To the eye, there's a pretty clear structure to the data

However, K-means struggles to find a good clustering

In [30]:
shape_km = KMeans(n_clusters=5,n_init=25,random_state=123).fit(ms)
In [31]:
plt.figure(figsize=(10,10))
plt.scatter(ms['x'],ms['y'], c=shape_km.labels_);
plt.scatter(shape_km.cluster_centers_[:,0],shape_km.cluster_centers_[:,1], c='r', marker='h', s=100);
#todo: labels? different markers?

DB Scan uses a handful of parameters, including the number of neighbors a point must have to be considered 'core' (min_samples) and the distance within which neighbors must fall (epsilon). Most reasonable values of min_samples yeild the same results, but tuning epsilon is important.

The function below implement's the authors suggestion for setting epsilon: look at the nearest-neighbor distances and find a level where they begin to grow rapidly.

In [32]:
from sklearn.neighbors import NearestNeighbors

def plot_epsilon(df, min_samples):

    fitted_neigbors = NearestNeighbors(n_neighbors=min_samples).fit(df)
    distances, indices = fitted_neigbors.kneighbors(df)

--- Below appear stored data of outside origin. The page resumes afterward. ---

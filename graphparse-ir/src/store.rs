//! Write interface of a statement store

use crate::{Graph, Quad};

/// A store that accepts statements
///
/// Parsers only ever add; reading back is the store's own business.
pub trait QuadStore {
    /// Add one statement
    fn add(&mut self, quad: Quad);
}

impl QuadStore for Graph {
    fn add(&mut self, quad: Quad) {
        self.push(quad);
    }
}

impl QuadStore for Vec<Quad> {
    fn add(&mut self, quad: Quad) {
        self.push(quad);
    }
}

impl<S: QuadStore + ?Sized> QuadStore for &mut S {
    fn add(&mut self, quad: Quad) {
        (**self).add(quad);
    }
}
//! Element tree built from quick-xml events.
//!
//! `XmlMode::Strict` requires well-formed XML. `XmlMode::Lenient` reads
//! HTML as found on the web: void elements, unmatched or missing end tags,
//! valueless or unquoted attributes, named entities beyond the XML five.

use std::borrow::Cow;

use quick_xml::escape::escape;
use quick_xml::events::{BytesStart, Event};
use quick_xml::Reader;
use tracing::debug;

use crate::error::{Result, XmlError};

/// How strictly to read markup
#[derive(Clone, Copy, Debug, PartialEq, Eq)]
pub enum XmlMode {
    Strict,
    Lenient,
}

/// HTML elements that never have content or an end tag
const VOID_ELEMENTS: &[&str] = &[
    "area", "base", "br", "col", "embed", "hr", "img", "input", "link", "meta", "param",
    "source", "track", "wbr",
];

#[derive(Clone, Debug, PartialEq, Eq)]
pub enum Node {
    Element(Element),
    Text(String),
}

#[derive(Clone, Debug, Default, PartialEq, Eq)]
pub struct Element {
    /// Qualified name as written (lowercased in lenient mode)
    pub name: String,
    pub attributes: Vec<(String, String)>,
    pub children: Vec<Node>,
}

impl Element {
    pub fn new(name: impl Into<String>) -> Self {
        Self {
            name: name.into(),
            ..Default::default()
        }
    }

    /// Namespace prefix of the name, if any
    pub fn prefix(&self) -> Option<&str> {
        self.name.split_once(':').map(|(p, _)| p)
    }

    pub fn local_name(&self) -> &str {
        self.name.split_once(':').map_or(self.name.as_str(), |(_, l)| l)
    }

    pub fn attr(&self, name: &str) -> Option<&str> {
        self.attributes
            .iter()
            .find(|(k, _)| k == name)
            .map(|(_, v)| v.as_str())
    }

    pub fn elements(&self) -> impl Iterator<Item = &Element> {
        self.children.iter().filter_map(|n| match n {
            Node::Element(e) => Some(e),
            Node::Text(_) => None,
        })
    }

    /// Concatenated text of all descendants
    pub fn text(&self) -> String {
        let mut out = String::new();
        self.collect_text(&mut out);
        out
    }

    fn collect_text(&self, out: &mut String) {
        for child in &self.children {
            match child {
                Node::Text(t) => out.push_str(t),
                Node::Element(e) => e.collect_text(out),
            }
        }
    }

    /// Children serialized back to markup
    pub fn inner_xml(&self) -> String {
        let mut out = String::new();
        for child in &self.children {
            write_node(child, &mut out);
        }
        out
    }

    /// First element in document order (self included) matching `predicate`
    pub fn find(&self, predicate: &dyn Fn(&Element) -> bool) -> Option<&Element> {
        if predicate(self) {
            return Some(self);
        }
        self.elements().find_map(|e| e.find(predicate))
    }
}

fn write_node(node: &Node, out: &mut String) {
    match node {
        Node::Text(t) => out.push_str(&escape(t.as_str())),
        Node::Element(e) => {
            out.push('<');
            out.push_str(&e.name);
            for (k, v) in &e.attributes {
                out.push(' ');
                out.push_str(k);
                out.push_str("=\"");
                out.push_str(&escape(v.as_str()));
                out.push('"');
            }
            if e.children.is_empty() {
                out.push_str("/>");
                return;
            }
            out.push('>');
            for child in &e.children {
                write_node(child, out);
            }
            out.push_str("</");
            out.push_str(&e.name);
            out.push('>');
        }
    }
}

/// Parsed document: the root element
#[derive(Clone, Debug, PartialEq, Eq)]
pub struct XmlDocument {
    root: Element,
}

impl XmlDocument {
    pub fn parse(text: &str, mode: XmlMode) -> Result<Self> {
        TreeBuilder::new(mode).build(text)
    }

    pub fn root(&self) -> &Element {
        &self.root
    }
}

/// Entities resolved in lenient mode, the five XML ones included
fn html_entity(name: &str) -> Option<&'static str> {
    Some(match name {
        "lt" => "<",
        "gt" => ">",
        "amp" => "&",
        "apos" => "'",
        "quot" => "\"",
        "nbsp" => "\u{a0}",
        "copy" => "\u{a9}",
        "reg" => "\u{ae}",
        "mdash" => "\u{2014}",
        "ndash" => "\u{2013}",
        "hellip" => "\u{2026}",
        "laquo" => "\u{ab}",
        "raquo" => "\u{bb}",
        _ => return None,
    })
}

struct TreeBuilder {
    mode: XmlMode,
    stack: Vec<Element>,
    roots: Vec<Element>,
}

impl TreeBuilder {
    fn new(mode: XmlMode) -> Self {
        Self {
            mode,
            stack: Vec::new(),
            roots: Vec::new(),
        }
    }

    fn lenient(&self) -> bool {
        self.mode == XmlMode::Lenient
    }

    fn build(mut self, text: &str) -> Result<XmlDocument> {
        let mut reader = Reader::from_str(text);
        let config = reader.config_mut();
        config.check_end_names = !self.lenient();
        config.allow_unmatched_ends = self.lenient();

        loop {
            let position = reader.buffer_position() as u64;
            let syntax = |message: String| XmlError::Syntax { position, message };

            match reader.read_event() {
                Ok(Event::Start(e)) => {
                    let element = self.start_element(&e).map_err(syntax)?;
                    if self.lenient() && VOID_ELEMENTS.contains(&element.name.as_str()) {
                        self.attach(element);
                    } else {
                        self.stack.push(element);
                    }
                }
                Ok(Event::Empty(e)) => {
                    let element = self.start_element(&e).map_err(syntax)?;
                    self.attach(element);
                }
                Ok(Event::End(e)) => {
                    let name = self.normalize(&String::from_utf8_lossy(e.name().as_ref()));
                    self.end_element(&name);
                }
                Ok(Event::Text(t)) => {
                    let content = match self.mode {
                        XmlMode::Strict => t.unescape().map_err(|e| syntax(e.to_string()))?,
                        XmlMode::Lenient => t
                            .unescape_with(html_entity)
                            .unwrap_or_else(|_| Cow::Owned(String::from_utf8_lossy(&t).into_owned())),
                    };
                    self.text(&content).map_err(syntax)?;
                }
                Ok(Event::CData(c)) => {
                    let content = String::from_utf8_lossy(&c.into_inner()).into_owned();
                    self.text(&content).map_err(syntax)?;
                }
                Ok(Event::Eof) => break,
                // declarations, comments, processing instructions, doctype
                Ok(_) => {}
                Err(e) if self.lenient() => {
                    debug!(error = %e, position, "stopping lenient read at malformed markup");
                    break;
                }
                Err(e) => return Err(syntax(e.to_string())),
            }
        }

        if !self.stack.is_empty() {
            if !self.lenient() {
                let open = self.stack.last().map(|e| e.name.clone()).unwrap_or_default();
                return Err(XmlError::Syntax {
                    position: text.len() as u64,
                    message: format!("unclosed element <{open}>"),
                });
            }
            while let Some(element) = self.stack.pop() {
                self.attach(element);
            }
        }

        if self.roots.len() > 1 && !self.lenient() {
            return Err(XmlError::Syntax {
                position: text.len() as u64,
                message: "more than one root element".to_string(),
            });
        }
        let root = self.roots.into_iter().next().ok_or(XmlError::NoRoot)?;
        Ok(XmlDocument { root })
    }

    /// HTML names are case-insensitive
    fn normalize(&self, name: &str) -> String {
        if self.lenient() {
            name.to_ascii_lowercase()
        } else {
            name.to_string()
        }
    }

    fn start_element(&self, e: &BytesStart<'_>) -> std::result::Result<Element, String> {
        let mut element = Element::new(self.normalize(&String::from_utf8_lossy(e.name().as_ref())));

        let attributes = match self.mode {
            XmlMode::Strict => e.attributes(),
            XmlMode::Lenient => e.html_attributes(),
        };
        for attr in attributes {
            let attr = match attr {
                Ok(a) => a,
                Err(err) if self.lenient() => {
                    debug!(error = %err, "skipping malformed attribute");
                    continue;
                }
                Err(err) => return Err(err.to_string()),
            };
            let key = self.normalize(&String::from_utf8_lossy(attr.key.as_ref()));
            let value = match self.mode {
                XmlMode::Strict => attr.unescape_value().map_err(|e| e.to_string())?.into_owned(),
                XmlMode::Lenient => attr
                    .unescape_value_with(html_entity)
                    .map(Cow::into_owned)
                    .unwrap_or_else(|_| String::from_utf8_lossy(&attr.value).into_owned()),
            };
            element.attributes.push((key, value));
        }
        Ok(element)
    }

    fn end_element(&mut self, name: &str) {
        if !self.lenient() {
            // end names were checked by the reader
            if let Some(element) = self.stack.pop() {
                self.attach(element);
            }
            return;
        }
        // close everything opened after the matching start tag; ignore strays
        if let Some(index) = self.stack.iter().rposition(|e| e.name == name) {
            while self.stack.len() > index {
                if let Some(element) = self.stack.pop() {
                    self.attach(element);
                }
            }
        }
    }

    fn text(&mut self, content: &str) -> std::result::Result<(), String> {
        let lenient = self.lenient();
        match self.stack.last_mut() {
            Some(parent) => {
                parent.children.push(Node::Text(content.to_string()));
                Ok(())
            }
            None if content.trim().is_empty() || lenient => Ok(()),
            None => Err("text outside the root element".to_string()),
        }
    }

    fn attach(&mut self, element: Element) {
        match self.stack.last_mut() {
            Some(parent) => parent.children.push(Node::Element(element)),
            None => self.roots.push(element),
        }
    }
}

#[cfg(test)]
mod tests {
    use super::*;
    use pretty_assertions::assert_eq;

    #[test]
    fn test_strict_tree() {
        let doc = XmlDocument::parse(
            r#"<?xml version="1.0"?><a:root xmlns:a="urn:a"><child k="v &amp; w">text</child><empty/></a:root>"#,
            XmlMode::Strict,
        )
        .unwrap();

        let root = doc.root();
        assert_eq!(root.prefix(), Some("a"));
        assert_eq!(root.local_name(), "root");
        let child = root.elements().next().unwrap();
        assert_eq!(child.attr("k"), Some("v & w"));
        assert_eq!(child.text(), "text");
        assert_eq!(root.elements().count(), 2);
    }

    #[test]
    fn test_strict_rejects_mismatched_end() {
        let err = XmlDocument::parse("<a><b></a></b>", XmlMode::Strict).unwrap_err();
        assert!(matches!(err, XmlError::Syntax { .. }));
    }

    #[test]
    fn test_strict_rejects_unclosed() {
        assert!(XmlDocument::parse("<a><b></b>", XmlMode::Strict).is_err());
    }

    #[test]
    fn test_strict_rejects_unknown_entity() {
        assert!(XmlDocument::parse("<a>&nbsp;</a>", XmlMode::Strict).is_err());
    }

    #[test]
    fn test_lenient_html() {
        let html = r#"<!DOCTYPE html>
<HTML><head><meta charset=utf-8><title>T</title></head>
<body><p>one<br>two&nbsp;three<p hidden>four</div></body></html>"#;

        let doc = XmlDocument::parse(html, XmlMode::Lenient).unwrap();
        let root = doc.root();
        assert_eq!(root.name, "html");

        let body = root.find(&|e| e.name == "body").unwrap();
        assert_eq!(body.text(), "onetwo\u{a0}threefour");
        let hidden = body.find(&|e| e.attr("hidden").is_some()).unwrap();
        assert_eq!(hidden.attr("hidden"), Some(""));
    }

    #[test]
    fn test_text_outside_root() {
        let err = XmlDocument::parse("<a/>tail", XmlMode::Strict).unwrap_err();
        assert!(matches!(err, XmlError::Syntax { ref message, .. } if message.contains("outside the root")));
        assert!(XmlDocument::parse("<a/>\n  ", XmlMode::Strict).is_ok());

        let doc = XmlDocument::parse("stray <p>kept</p> tail", XmlMode::Lenient).unwrap();
        assert_eq!(doc.root().text(), "kept");
    }

    #[test]
    fn test_no_root() {
        assert!(matches!(
            XmlDocument::parse("   ", XmlMode::Lenient),
            Err(XmlError::NoRoot)
        ));
    }

    #[test]
    fn test_inner_xml() {
        let doc = XmlDocument::parse(r#"<p>a <b class="x">b&lt;</b><br/></p>"#, XmlMode::Strict).unwrap();
        assert_eq!(doc.root().inner_xml(), r#"a <b class="x">b&lt;</b><br/>"#);
    }
}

    dist_to_nth_nearest_neighbor = distances[:,-1]
    plt.plot(np.sort(dist_to_nth_nearest_neighbor))
    plt.xlabel("Index\n(sorted by increasing distances)")
    plt.ylabel("{}-NN Distance (epsilon)".format(min_samples-1))
    plt.tick_params(right=True, labelright=True)
In [33]:
plot_epsilon(ms, 3)

The major slope occurs around eps=0.15 when min_samples set to 3.

In [34]:
from sklearn.cluster import DBSCAN

fitted_dbscan = DBSCAN(eps=0.15).fit(ms)

plt.figure(figsize=(10,10))
plt.scatter(ms['x'],ms['y'], c=fitted_dbscan.labels_);

We see good results with the suggested epsilon. A lower epsilon (0.12) won't quite merge all the clustersWe

DBSCAN on crime data

Returning to the crime data, let's tune epsilon and see what clusters are returned

In [35]:
plot_epsilon(scaled_df, 5)

The optimal value is either around 1.4 to 1.6. Choosing one versus the other does not result in different clusterings.

In [36]:
fitted_dbscan = DBSCAN(eps=1.4,min_samples=5).fit(scaled_df)
fitted_dbscan.labels_
Out[36]:
array([ 0, -1,  0,  0,  0,  0,  0,  0,  0,  0,  0,  0,  0,  0,  0,  0,  0,
        0,  0,  0,  0,  0,  0,  0,  0,  0,  0,  0,  0,  0,  0,  0,  0,  0,
        0,  0,  0,  0,  0,  0,  0,  0,  0,  0,  0,  0,  0,  0,  0,  0])

At this epsilon and min_samples, all but one state are included in cluster 0. The remaining point (Alaska) is not part of any cluster. DBSCAN is not particularly effective using this data set.